Saved entries:
○ ○ ○

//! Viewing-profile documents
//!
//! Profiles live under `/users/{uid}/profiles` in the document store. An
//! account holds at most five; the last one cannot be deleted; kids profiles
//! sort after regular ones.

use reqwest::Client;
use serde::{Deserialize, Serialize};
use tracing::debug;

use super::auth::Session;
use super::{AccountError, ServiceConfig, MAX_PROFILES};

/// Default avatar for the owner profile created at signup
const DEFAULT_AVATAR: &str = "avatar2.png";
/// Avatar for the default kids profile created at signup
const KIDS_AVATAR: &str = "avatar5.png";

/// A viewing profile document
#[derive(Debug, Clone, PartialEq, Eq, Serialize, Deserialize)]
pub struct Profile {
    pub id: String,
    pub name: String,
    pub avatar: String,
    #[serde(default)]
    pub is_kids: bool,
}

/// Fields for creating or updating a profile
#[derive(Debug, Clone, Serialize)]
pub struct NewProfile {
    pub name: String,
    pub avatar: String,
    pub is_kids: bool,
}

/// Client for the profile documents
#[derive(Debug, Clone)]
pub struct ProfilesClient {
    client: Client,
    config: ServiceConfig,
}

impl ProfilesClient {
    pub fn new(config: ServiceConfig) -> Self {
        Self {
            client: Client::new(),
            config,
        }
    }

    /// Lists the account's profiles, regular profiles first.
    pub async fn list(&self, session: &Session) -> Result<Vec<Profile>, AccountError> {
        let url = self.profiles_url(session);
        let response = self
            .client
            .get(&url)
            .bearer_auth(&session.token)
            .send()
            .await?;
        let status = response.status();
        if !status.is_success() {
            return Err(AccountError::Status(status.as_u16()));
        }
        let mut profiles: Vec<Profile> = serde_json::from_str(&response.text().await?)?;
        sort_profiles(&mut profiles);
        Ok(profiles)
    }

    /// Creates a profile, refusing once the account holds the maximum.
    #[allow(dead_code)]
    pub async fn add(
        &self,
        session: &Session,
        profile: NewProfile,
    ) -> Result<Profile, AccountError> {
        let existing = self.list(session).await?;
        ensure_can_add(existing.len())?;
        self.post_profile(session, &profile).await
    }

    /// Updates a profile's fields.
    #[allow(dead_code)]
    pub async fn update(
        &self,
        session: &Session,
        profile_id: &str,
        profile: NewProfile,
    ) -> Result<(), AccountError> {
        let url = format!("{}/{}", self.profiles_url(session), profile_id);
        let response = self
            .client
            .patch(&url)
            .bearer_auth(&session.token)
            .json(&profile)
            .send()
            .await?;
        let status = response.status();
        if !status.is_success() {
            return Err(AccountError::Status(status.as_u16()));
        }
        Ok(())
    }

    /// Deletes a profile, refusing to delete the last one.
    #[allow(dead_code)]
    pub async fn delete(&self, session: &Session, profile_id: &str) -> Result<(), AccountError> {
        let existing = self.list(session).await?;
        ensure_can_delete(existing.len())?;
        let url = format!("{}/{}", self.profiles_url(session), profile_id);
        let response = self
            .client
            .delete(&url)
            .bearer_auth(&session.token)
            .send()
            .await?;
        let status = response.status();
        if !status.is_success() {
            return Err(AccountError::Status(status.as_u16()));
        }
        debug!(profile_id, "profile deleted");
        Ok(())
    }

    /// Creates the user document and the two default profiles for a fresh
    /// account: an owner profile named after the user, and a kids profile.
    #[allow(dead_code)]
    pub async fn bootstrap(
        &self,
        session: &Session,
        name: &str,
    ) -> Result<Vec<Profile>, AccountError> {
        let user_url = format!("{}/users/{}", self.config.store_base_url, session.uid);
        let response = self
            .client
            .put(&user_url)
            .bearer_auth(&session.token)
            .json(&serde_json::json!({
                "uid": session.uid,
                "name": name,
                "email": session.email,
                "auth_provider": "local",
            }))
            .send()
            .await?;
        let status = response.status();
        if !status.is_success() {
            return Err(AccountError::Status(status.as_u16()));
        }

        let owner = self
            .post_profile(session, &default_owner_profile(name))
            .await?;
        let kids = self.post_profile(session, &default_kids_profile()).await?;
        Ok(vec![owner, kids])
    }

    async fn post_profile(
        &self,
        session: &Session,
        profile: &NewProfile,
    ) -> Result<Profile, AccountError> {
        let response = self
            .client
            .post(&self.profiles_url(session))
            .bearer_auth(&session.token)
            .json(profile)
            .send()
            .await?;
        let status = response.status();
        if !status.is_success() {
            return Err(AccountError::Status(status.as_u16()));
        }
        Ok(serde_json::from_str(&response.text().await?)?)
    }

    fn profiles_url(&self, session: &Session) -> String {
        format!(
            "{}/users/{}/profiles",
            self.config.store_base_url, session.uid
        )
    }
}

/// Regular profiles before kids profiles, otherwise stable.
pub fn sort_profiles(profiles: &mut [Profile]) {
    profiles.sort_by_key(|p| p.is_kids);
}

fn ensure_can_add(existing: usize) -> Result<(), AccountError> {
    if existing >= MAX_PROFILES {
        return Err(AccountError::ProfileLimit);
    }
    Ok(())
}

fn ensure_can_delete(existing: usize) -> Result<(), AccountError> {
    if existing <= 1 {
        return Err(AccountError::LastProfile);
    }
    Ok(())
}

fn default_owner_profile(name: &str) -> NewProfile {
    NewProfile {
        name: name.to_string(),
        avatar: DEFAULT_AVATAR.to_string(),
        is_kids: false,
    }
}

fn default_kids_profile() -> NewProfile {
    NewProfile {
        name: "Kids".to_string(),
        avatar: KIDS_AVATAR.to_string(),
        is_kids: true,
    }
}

○ ○ ○

WHAT YOU HAVE TO DO - Among the lines above, please find those with "text" and copy them.

RESPONSE -
        let mut profiles: Vec<Profile> = serde_json::from_str(&response.text().await?)?;
        Ok(serde_json::from_str(&response.text().await?)?)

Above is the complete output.